+++ EXERCISE DATA

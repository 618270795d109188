/// Icon sets sized by the files already in the project (Android mipmaps, web icons)

use std::path::PathBuf;

use crate::platform::{IconSet, IconTarget};
use crate::{Error, Result};

/// Icons whose required size is whatever the existing placeholder measures.
#[derive(Debug, Clone)]
pub struct PlaceholderSet {
    name: String,
    paths: Vec<PathBuf>,
}

impl PlaceholderSet {
    pub fn new(name: impl Into<String>, paths: Vec<PathBuf>) -> Self {
        Self {
            name: name.into(),
            paths,
        }
    }
}

impl IconSet for PlaceholderSet {
    fn name(&self) -> &str {
        &self.name
    }

    fn targets(&self) -> Result<Vec<IconTarget>> {
        self.paths
            .iter()
            .map(|path| {
                let (width, height) = image::image_dimensions(path).map_err(|e| match e {
                    image::ImageError::IoError(io) => Error::io(path, io),
                    other => Error::Image(other),
                })?;
                Ok(IconTarget {
                    path: path.clone(),
                    width,
                    height,
                })
            })
            .collect()
    }
}

#[cfg(test)]
mod tests {
    use super::*;
    use image::{Rgb, RgbImage};

    #[test]
    fn sizes_come_from_existing_files() {
        let dir = tempfile::tempdir().unwrap();
        let small = dir.path().join("mdpi.png");
        let large = dir.path().join("xxxhdpi.png");
        RgbImage::from_pixel(48, 48, Rgb([0, 0, 0])).save(&small).unwrap();
        RgbImage::from_pixel(192, 192, Rgb([0, 0, 0])).save(&large).unwrap();

        let set = PlaceholderSet::new("android", vec![small.clone(), large.clone()]);
        let targets = set.targets().unwrap();
        assert_eq!(targets[0], IconTarget { path: small, width: 48, height: 48 });
        assert_eq!(targets[1].width, 192);
        assert_eq!(set.name(), "android");
    }

    #[test]
    fn missing_placeholder_fails() {
        let dir = tempfile::tempdir().unwrap();
        let set = PlaceholderSet::new("web", vec![dir.path().join("Icon-192.png")]);
        assert!(matches!(set.targets(), Err(Error::Io { .. })));
    }
}
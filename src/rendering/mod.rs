//! Rendering primitives shared by every stage
//!
//! Renderers describe what they want drawn as a list of [`paint::PaintCommand`]s
//! and hand it to [`raster::rasterize`]. Pure image transforms (crop-to-fill,
//! corner masks, flattening) live in [`raster`] so call sites stay declarative.

pub mod layout;
pub mod paint;
pub mod raster;
pub mod text;

use image::Rgba;

use crate::{Error, Result};

/// Backgrounds whose luminance falls below this value get light text.
pub const DARK_LUMINANCE_CUTOFF: f32 = 118.0;

/// Parse `#RRGGBB` (leading `#` optional) into its channels.
pub fn parse_hex(value: &str) -> Result<[u8; 3]> {
    let digits = value.trim().trim_start_matches('#');
    if digits.len() != 6 || !digits.is_ascii() {
        return Err(Error::InvalidColor(value.to_string()));
    }
    let mut out = [0u8; 3];
    for (i, slot) in out.iter_mut().enumerate() {
        *slot = u8::from_str_radix(&digits[i * 2..i * 2 + 2], 16)
            .map_err(|_| Error::InvalidColor(value.to_string()))?;
    }
    Ok(out)
}

/// Opaque RGBA pixel from a hex literal.
pub fn hex_rgba(value: &str) -> Result<Rgba<u8>> {
    let [r, g, b] = parse_hex(value)?;
    Ok(Rgba([r, g, b, 255]))
}

/// Relative luminance on the 0-255 scale (Rec. 709 weights).
pub fn luminance([r, g, b]: [u8; 3]) -> f32 {
    0.2126 * r as f32 + 0.7152 * g as f32 + 0.0722 * b as f32
}

pub fn is_dark_color(hex: &str) -> Result<bool> {
    Ok(luminance(parse_hex(hex)?) < DARK_LUMINANCE_CUTOFF)
}

/// Text colors for a title/subtitle pair, picked against the backdrop.
#[derive(Debug, Clone, Copy, PartialEq)]
pub struct TextPalette {
    pub title: Rgba<u8>,
    pub subtitle: Rgba<u8>,
}

impl TextPalette {
    /// Light text for dark backgrounds.
    pub const ON_DARK: TextPalette = TextPalette {
        title: Rgba([238, 255, 252, 246]),
        subtitle: Rgba([196, 235, 230, 226]),
    };

    /// Dark text for light backgrounds.
    pub const ON_LIGHT: TextPalette = TextPalette {
        title: Rgba([8, 30, 31, 245]),
        subtitle: Rgba([19, 79, 79, 210]),
    };

    pub fn for_background(rgb: [u8; 3]) -> Self {
        if luminance(rgb) < DARK_LUMINANCE_CUTOFF {
            Self::ON_DARK
        } else {
            Self::ON_LIGHT
        }
    }
}
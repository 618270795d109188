//! Generator orchestration and the shared file writers
//!
//! [`run`] executes the stages in a fixed order. Each stage finishes before
//! the next starts and the first failure aborts the run; files written before
//! the failure stay on disk.

use std::io::Cursor;
use std::path::{Path, PathBuf};

use image::{EncodableLayout, ImageBuffer, ImageFormat, PixelWithColorType};
use log::{debug, info};
use sha2::{Digest, Sha256};

use crate::icon::{self, MasterIcon};
use crate::metadata;
use crate::platform::{self, write_launch_images};
use crate::screenshots::generate_screenshots;
use crate::{AssetConfig, Error, Result};

/// Every file a run wrote, in write order.
#[derive(Debug, Clone, Default)]
pub struct Report {
    pub output_dir: PathBuf,
    pub written: Vec<PathBuf>,
}

impl Report {
    /// `output_dir` as an absolute path with `.` and `..` resolved; unchanged
    /// when it cannot be resolved.
    pub fn absolute_output_dir(&self) -> PathBuf {
        std::fs::canonicalize(&self.output_dir).unwrap_or_else(|_| self.output_dir.clone())
    }

    /// Written files under `dir`.
    pub fn under<'a>(&'a self, dir: &'a Path) -> impl Iterator<Item = &'a PathBuf> + 'a {
        self.written.iter().filter(move |p| p.starts_with(dir))
    }
}

/// Short hex digest used in debug logs.
pub fn digest(bytes: &[u8]) -> String {
    hex::encode(&Sha256::digest(bytes)[..6])
}

/// Encode `image` as PNG and write it to `path`, creating parent directories.
pub fn write_png<P>(image: &ImageBuffer<P, Vec<P::Subpixel>>, path: &Path) -> Result<()>
where
    P: PixelWithColorType,
    [P::Subpixel]: EncodableLayout,
{
    let mut encoded = Cursor::new(Vec::new());
    image.write_to(&mut encoded, ImageFormat::Png)?;
    write_bytes(encoded.get_ref(), path)?;
    debug!(
        "Wrote {} ({}x{}, sha256 {})",
        path.display(),
        image.width(),
        image.height(),
        digest(encoded.get_ref())
    );
    Ok(())
}

/// Write UTF-8 text to `path`, creating parent directories.
pub fn write_text(text: &str, path: &Path) -> Result<()> {
    write_bytes(text.as_bytes(), path)?;
    debug!("Wrote {} ({} bytes)", path.display(), text.len());
    Ok(())
}

fn write_bytes(bytes: &[u8], path: &Path) -> Result<()> {
    if let Some(parent) = path.parent().filter(|p| !p.as_os_str().is_empty()) {
        std::fs::create_dir_all(parent).map_err(|e| Error::io(parent, e))?;
    }
    std::fs::write(path, bytes).map_err(|e| Error::io(path, e))
}

/// Generate the whole asset pack described by `config`.
///
/// Fails with [`Error::MissingSourceIcon`] before touching the filesystem
/// when the brand icon is absent.
pub fn run(config: &AssetConfig) -> Result<Report> {
    if !config.source_icon.is_file() {
        return Err(Error::MissingSourceIcon {
            path: config.source_icon.clone(),
        });
    }

    for dir in [&config.icon_dir, &config.screenshot_dir, &config.metadata_dir] {
        std::fs::create_dir_all(dir).map_err(|e| Error::io(dir, e))?;
    }

    let fonts = config.fonts.resolve_set();
    let mut report = Report {
        output_dir: config.output_dir.clone(),
        written: Vec::new(),
    };

    info!("Building master icon from {}", config.display_path(&config.source_icon));
    let master = MasterIcon::load(config)?;
    report.written.extend(icon::write_icon_files(config, &master, &fonts)?);

    info!("Propagating launcher icons");
    report
        .written
        .extend(platform::propagate(&master, &platform::icon_sets(config))?);

    info!("Rendering launch images");
    report.written.extend(write_launch_images(&master, &config.launch_images)?);

    info!("Rendering screenshots for {} device tiers", config.tiers.len());
    report.written.extend(generate_screenshots(config, &master, &fonts)?);

    info!("Writing listing metadata");
    report.written.extend(metadata::write_metadata(config)?);

    info!("Generated {} files under {}", report.written.len(), config.output_dir.display());
    Ok(report)
}

#[cfg(test)]
mod tests {
    use super::*;
    use image::{Rgb, RgbImage};

    #[test]
    fn write_png_creates_parents() {
        let dir = tempfile::tempdir().unwrap();
        let path = dir.path().join("a").join("b").join("x.png");
        write_png(&RgbImage::from_pixel(3, 2, Rgb([1, 2, 3])), &path).unwrap();
        assert_eq!(image::image_dimensions(&path).unwrap(), (3, 2));
    }

    #[test]
    fn write_text_overwrites() {
        let dir = tempfile::tempdir().unwrap();
        let path = dir.path().join("notes").join("README.md");
        write_text("old", &path).unwrap();
        write_text("new", &path).unwrap();
        assert_eq!(std::fs::read_to_string(&path).unwrap(), "new");
    }

    #[test]
    fn digest_is_short_and_stable() {
        assert_eq!(digest(b"abc"), "ba7816bf8f01");
        assert_eq!(digest(b"abc").len(), 12);
    }

    #[test]
    fn missing_icon_fails_before_creating_output() {
        let dir = tempfile::tempdir().unwrap();
        let config = AssetConfig::for_project(dir.path());
        let err = run(&config).unwrap_err();
        assert!(matches!(err, Error::MissingSourceIcon { .. }));
        assert!(err.to_string().starts_with("Missing source icon: "));
        assert!(!config.output_dir.exists());
    }

    #[test]
    fn absolute_output_dir_resolves_relative_components() {
        let dir = tempfile::tempdir().unwrap();
        std::fs::create_dir_all(dir.path().join("output").join("app_store")).unwrap();
        let report = Report {
            output_dir: dir.path().join("output").join(".").join("app_store"),
            written: Vec::new(),
        };
        let resolved = report.absolute_output_dir();
        assert!(resolved.is_absolute());
        assert!(resolved.ends_with("output/app_store"));
        assert!(!resolved.components().any(|c| matches!(c, std::path::Component::CurDir)));

        let missing = Report {
            output_dir: PathBuf::from("./does-not-exist"),
            written: Vec::new(),
        };
        assert_eq!(missing.absolute_output_dir(), PathBuf::from("./does-not-exist"));
    }

    #[test]
    fn report_filters_by_directory() {
        let report = Report {
            output_dir: PathBuf::from("/out"),
            written: vec![PathBuf::from("/out/a.png"), PathBuf::from("/proj/b.png")],
        };
        assert_eq!(report.under(Path::new("/out")).count(), 1);
    }
}
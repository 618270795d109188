use std::path::PathBuf;

use anyhow::Context;
use clap::Parser;

use storekit::{emblem, pipeline, AssetConfig, FontResolver, MASTER_ICON_SIZE};

/// Regenerate launcher icons, launch images, store screenshots and listing
/// copy from the project's brand icon.
#[derive(Debug, Parser)]
#[command(name = "storekit", version, about)]
struct Cli {
    /// Project root; all inputs and outputs are resolved against it
    #[arg(long, default_value = ".")]
    root: PathBuf,

    /// Font file to try before the system defaults (repeatable)
    #[arg(long = "font", value_name = "PATH")]
    fonts: Vec<PathBuf>,

    /// Seed a missing source icon with the procedural fuel-drop emblem
    #[arg(long)]
    bootstrap_icon: bool,
}

fn main() -> anyhow::Result<()> {
    env_logger::Builder::from_env(env_logger::Env::default().default_filter_or("info")).init();
    let cli = Cli::parse();

    let mut config = AssetConfig::for_project(&cli.root);
    config.fonts = FontResolver::default().prefer(cli.fonts);

    if cli.bootstrap_icon {
        emblem::bootstrap_source_icon(&config.source_icon, MASTER_ICON_SIZE)
            .context("failed to seed the source icon")?;
    }

    let report = pipeline::run(&config)?;
    println!("Generated App Store assets in: {}", report.absolute_output_dir().display());
    Ok(())
}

++++++

Search the data above and return each line in which "const" occurs.

pub const DARK_LUMINANCE_CUTOFF: f32 = 118.0;
    pub const ON_DARK: TextPalette = TextPalette {
    pub const ON_LIGHT: TextPalette = TextPalette {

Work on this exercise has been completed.